A few weeks back we mentioned that we were cleaning up our mailing lists. Well, now our marketing department is looking to generate further revenue and believes a great way of doing that is rewarding our highest spending customers by emailing them “15 per
scent discount” codes! They’ve decided the optimal cut-off for who receives these codes is the top 8% of customers by total sales from orders placed within the last 6 months. Why top 8%? For valid reasons, not just to stop people from mentally working out where the 10% cut off is I'm sure.
To help you, they’ve zipped up a bunch of data and sent it over to you (though it seems like in their haste they may have sent some unnecessary files over too). The data contains sales for the last 12 months (as of 24/05/2019). From this they want a list of all the email addresses for the top 8% of customers (by total sales over the last 6 months) along with their rank (by total sales over… you get the idea) and the total sales value.
|
The files they've provided us. We only wanted the Sales data. |
REQUIREMENTS
- Download the "Data for Processing" folder containing all the input files.
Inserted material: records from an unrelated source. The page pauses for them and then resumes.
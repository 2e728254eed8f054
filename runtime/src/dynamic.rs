//! Dynamic reply brokers: request/response over a one-way bus.
//!
//! An operation that needs replies leases a [`DynamicBroker`] from the
//! [`DynamicBrokerPool`]. Each lease owns a private reply topic (a random
//! UUID hex name) created on the external transport and added to the
//! consumer ingester's subscription, so concurrent request flows can never
//! observe each other's replies.
//!
//! Released leases return to the pool's free list and are reused
//! most-recently-released first; a lease idle for longer than `recycle`
//! seconds is torn down (topic deleted, subscription removed) instead of
//! being handed out again. [`DynamicBrokerPool::close`] tears down every
//! idle lease eagerly.

use crate::ingester::{IngestError, Ingester};
use crate::publisher::{BrokerPublisher, PublishError};
use chrono::{DateTime, Utc};
use std::ops::Deref;
use std::sync::{Arc, Mutex};
use std::time::Duration;
use thiserror::Error;
use tokio::sync::{OwnedSemaphorePermit, Semaphore};
use tokio::time::Instant;
use transit_core::bus::{BusError, MessageBus};
use transit_core::config::PoolConfig;
use transit_core::message::{BrokerMessage, CodecError};
use transit_core::request::Context;
use transit_postgres::{ConsumerQueue, QueueError, QueueListener};
use uuid::Uuid;

/// Default bound on one inner wait-for-notification tick.
const DEFAULT_MAX_WAIT: Duration = Duration::from_secs(10);

/// Errors raised by the dynamic brokers and their pool.
#[derive(Error, Debug)]
pub enum DynamicError {
    /// The total timeout elapsed before enough replies arrived.
    #[error("timeout while fetching {expected} entries from '{topic}' ({collected} collected)")]
    NotEnoughEntries {
        /// The reply topic being drained.
        topic: String,
        /// How many entries were requested.
        expected: usize,
        /// How many arrived before the timeout.
        collected: usize,
    },

    /// A staging-queue operation failed.
    #[error(transparent)]
    Queue(#[from] QueueError),

    /// A reply row did not decode into an envelope.
    #[error(transparent)]
    Codec(#[from] CodecError),

    /// The request could not be staged.
    #[error(transparent)]
    Publish(#[from] PublishError),

    /// A transport admin operation failed.
    #[error(transparent)]
    Bus(#[from] BusError),

    /// The ingester rejected a subscription change.
    #[error(transparent)]
    Ingest(#[from] IngestError),

    /// The pool was closed.
    #[error("dynamic broker pool is closed")]
    PoolClosed,
}

/// One reply consumed from a dynamic topic.
#[derive(Debug, Clone)]
pub struct ReplyEntry {
    /// Consumer-queue row id the reply was staged under.
    pub id: i64,
    /// The decoded reply envelope.
    pub message: BrokerMessage,
    /// When the reply was staged; entries are returned in this order.
    pub created_at: DateTime<Utc>,
}

/// A broker bound to one private reply topic.
pub struct DynamicBroker {
    topic: String,
    publisher: Arc<BrokerPublisher>,
    queue: ConsumerQueue,
}

impl DynamicBroker {
    fn new(topic: String, publisher: Arc<BrokerPublisher>, queue: ConsumerQueue) -> Self {
        Self {
            topic,
            publisher,
            queue,
        }
    }

    /// The private reply topic of this broker.
    #[must_use]
    pub fn topic(&self) -> &str {
        &self.topic
    }

    /// Send a command whose replies route to this broker's topic.
    ///
    /// Any reply topic in the context is overridden by `self.topic()`.
    /// Returns the envelope identifier for correlation.
    ///
    /// # Errors
    ///
    /// Returns [`DynamicError::Publish`] if encoding or staging fails.
    pub async fn send(
        &self,
        data: Vec<u8>,
        topic: &str,
        user: Option<Uuid>,
        ctx: &Context,
    ) -> Result<Uuid, DynamicError> {
        let mut message = BrokerMessage::new(topic, data, self.publisher.trace_for(ctx))
            .with_reply_topic(self.topic.clone());
        message.user = user.or(ctx.user);

        let identifier = message.identifier();
        self.publisher.stage(&message).await?;
        Ok(identifier)
    }

    /// Wait for exactly one reply.
    ///
    /// # Errors
    ///
    /// Returns [`DynamicError::NotEnoughEntries`] if no reply arrives within
    /// `timeout`.
    pub async fn get_one(&self, timeout: Duration) -> Result<ReplyEntry, DynamicError> {
        let mut entries = self.get_many(1, timeout, DEFAULT_MAX_WAIT).await?;
        // get_many returns exactly the requested count on success.
        entries
            .pop()
            .ok_or_else(|| DynamicError::NotEnoughEntries {
                topic: self.topic.clone(),
                expected: 1,
                collected: 0,
            })
    }

    /// Wait for exactly `count` replies, in `created_at` order.
    ///
    /// Listens on the topic's notification channel and consumes staged rows
    /// as they appear. `max_wait` bounds a single wait-for-notification
    /// tick; `timeout` bounds the whole call.
    ///
    /// # Errors
    ///
    /// Returns [`DynamicError::NotEnoughEntries`] if fewer than `count`
    /// replies arrive within `timeout`. Consumed entries are not restored:
    /// each returned row was already deleted from the queue.
    pub async fn get_many(
        &self,
        count: usize,
        timeout: Duration,
        max_wait: Duration,
    ) -> Result<Vec<ReplyEntry>, DynamicError> {
        let deadline = Instant::now() + timeout;
        let mut listener = QueueListener::connect(self.queue.pool()).await?;
        listener.listen(&self.topic).await?;

        let mut entries: Vec<ReplyEntry> = Vec::with_capacity(count);
        while entries.len() < count {
            let now = Instant::now();
            if now >= deadline {
                tracing::warn!(
                    topic = %self.topic,
                    expected = count,
                    collected = entries.len(),
                    "Timed out waiting for replies"
                );
                return Err(DynamicError::NotEnoughEntries {
                    topic: self.topic.clone(),
                    expected: count,
                    collected: entries.len(),
                });
            }

            if self.queue.count_for_topic(&self.topic).await? == 0 {
                let tick = max_wait.min(deadline - now);
                listener.wait(tick).await?;
                continue;
            }

            #[allow(clippy::cast_possible_wrap)] // count is a small request size
            let missing = (count - entries.len()) as i64;
            let rows = self.queue.take_for_topic(&self.topic, missing).await?;
            for row in rows {
                let message = BrokerMessage::decode(&row.data)?;
                entries.push(ReplyEntry {
                    id: row.id,
                    message,
                    created_at: row.created_at,
                });
            }
        }

        tracing::debug!(topic = %self.topic, count = entries.len(), "Collected replies");
        Ok(entries)
    }
}

struct IdleBroker {
    broker: DynamicBroker,
    released_at: Instant,
}

struct PoolShared {
    bus: Arc<dyn MessageBus>,
    ingester: Arc<Ingester>,
    publisher: Arc<BrokerPublisher>,
    queue: ConsumerQueue,
    recycle: Duration,
    idle: Mutex<Vec<IdleBroker>>,
    semaphore: Arc<Semaphore>,
}

/// Pool of [`DynamicBroker`] leases.
pub struct DynamicBrokerPool {
    shared: Arc<PoolShared>,
}

impl DynamicBrokerPool {
    /// Create a pool bounded by `config.maxsize` live leases, recycling idle
    /// leases after `config.recycle` seconds.
    #[must_use]
    pub fn new(
        bus: Arc<dyn MessageBus>,
        ingester: Arc<Ingester>,
        publisher: Arc<BrokerPublisher>,
        queue: ConsumerQueue,
        config: &PoolConfig,
    ) -> Self {
        Self {
            shared: Arc::new(PoolShared {
                bus,
                ingester,
                publisher,
                queue,
                recycle: Duration::from_secs(config.recycle),
                idle: Mutex::new(Vec::new()),
                semaphore: Arc::new(Semaphore::new(config.maxsize)),
            }),
        }
    }

    /// Check out a broker, creating one if no fresh idle lease exists.
    ///
    /// Blocks while `maxsize` leases are already checked out. Bind the
    /// returned lease's [`DynamicBrokerLease::context`] into downstream
    /// `send()` calls so replies route to the leased topic.
    ///
    /// # Errors
    ///
    /// Returns [`DynamicError::PoolClosed`] after [`DynamicBrokerPool::close`],
    /// or the underlying error if a new lease cannot be created.
    pub async fn acquire(&self) -> Result<DynamicBrokerLease, DynamicError> {
        let permit = Arc::clone(&self.shared.semaphore)
            .acquire_owned()
            .await
            .map_err(|_| DynamicError::PoolClosed)?;

        loop {
            let candidate = {
                let Ok(mut idle) = self.shared.idle.lock() else {
                    return Err(DynamicError::PoolClosed);
                };
                idle.pop()
            };

            match candidate {
                None => break,
                Some(idle) if idle.released_at.elapsed() < self.shared.recycle => {
                    return Ok(DynamicBrokerLease {
                        broker: Some(idle.broker),
                        shared: Arc::clone(&self.shared),
                        _permit: permit,
                    });
                }
                Some(stale) => {
                    destroy_instance(&self.shared, stale.broker).await;
                }
            }
        }

        let broker = self.create_instance().await?;
        Ok(DynamicBrokerLease {
            broker: Some(broker),
            shared: Arc::clone(&self.shared),
            _permit: permit,
        })
    }

    /// Tear down every idle lease and reject further acquires.
    ///
    /// Leases still checked out stay usable; they are torn down lazily when
    /// released into the closed pool's next acquire (which never comes) —
    /// their topics are reclaimed by transport retention policy.
    pub async fn close(&self) {
        self.shared.semaphore.close();
        loop {
            let candidate = {
                let Ok(mut idle) = self.shared.idle.lock() else {
                    return;
                };
                idle.pop()
            };
            match candidate {
                Some(entry) => destroy_instance(&self.shared, entry.broker).await,
                None => return,
            }
        }
    }

    /// Create a fresh lease: random topic, transport topic creation,
    /// ingester subscription, broker instance.
    async fn create_instance(&self) -> Result<DynamicBroker, DynamicError> {
        let topic = Uuid::new_v4().simple().to_string();
        tracing::info!(topic = %topic, "Creating reply topic");

        self.shared.bus.create_topic(&topic, 1, 1).await?;
        self.shared.ingester.add_topic(&topic).await?;

        Ok(DynamicBroker::new(
            topic,
            Arc::clone(&self.shared.publisher),
            self.shared.queue.clone(),
        ))
    }
}

/// Tear down a lease in reverse creation order. Failures are logged, not
/// propagated: a leaked topic is an operator cleanup, not a caller error.
async fn destroy_instance(shared: &PoolShared, broker: DynamicBroker) {
    let topic = broker.topic().to_string();
    tracing::info!(topic = %topic, "Deleting reply topic");

    if let Err(e) = shared.ingester.remove_topic(&topic).await {
        tracing::warn!(topic = %topic, error = %e, "Failed to unsubscribe reply topic");
    }
    if let Err(e) = shared.bus.delete_topic(&topic).await {
        tracing::warn!(topic = %topic, error = %e, "Failed to delete reply topic");
    }
}

/// A checked-out [`DynamicBroker`]; returns to the pool on drop.
pub struct DynamicBrokerLease {
    broker: Option<DynamicBroker>,
    shared: Arc<PoolShared>,
    _permit: OwnedSemaphorePermit,
}

impl DynamicBrokerLease {
    /// A request context with the reply topic bound to the leased topic.
    ///
    /// Thread this into `send()` calls made within the lease scope so their
    /// replies route back here.
    #[must_use]
    pub fn context(&self) -> Context {
        Context::default().with_reply_topic(self.topic())
    }
}

impl Deref for DynamicBrokerLease {
    type Target = DynamicBroker;

    fn deref(&self) -> &Self::Target {
        // The option is only emptied in drop.
        self.broker
            .as_ref()
            .unwrap_or_else(|| unreachable!("lease accessed after drop"))
    }
}

impl Drop for DynamicBrokerLease {
    fn drop(&mut self) {
        if let Some(broker) = self.broker.take() {
            if let Ok(mut idle) = self.shared.idle.lock() {
                idle.push(IdleBroker {
                    broker,
                    released_at: Instant::now(),
                });
            }
        }
    }
}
- Find a way to import & combine all the data from the file without deleting the non-sales data that was accidentally sent to you (they might need it back, they don’t seem very tech-savvy). The rest of the detail in the file names isn’t important.
- Find a way to rank the customers by total sales across orders placed within the last 6 months.
- NB: For this challenge, calculate "last 6 months" from 24/05/2019, not today's date.
- Find a way to filter these down to customers in the top 8%.
- Produce a neatly formatted output matching the structure shown and described below.
|
The data structure of one of the input files. |
Further hints can be found at the end of this post if you get stuck.
OUTPUT
- One output file.
- 3 columns: [Last 6 Months Rank], [Email], [Order Total].
- The number of rows is a potential spoiler so it is contained in the HINTS section..
|
The data structure of the output. |
You can find our
full output file here for comparison.
------------------------- SPOILERS BELOW -------------------------
HINTS
These hints go in order of when they come in handy during our solution:
- You don’t need to import all the “Sales_” files one-by-one.
- Filtering with a date calculation could come in handy to reduce the date range.
- You can join two consecutive clean steps to each other even if you don’t do anything in one or both steps. Perhaps this, along with the correct join condition, could help figure out who has been generating the most sales?
- You don’t need to do mental math to figure out which ranks are in the top 8% if you aggregate to count how many email addresses there are in total and multiply by 0.08.
- There should be 72 rows in your final output (not including headers).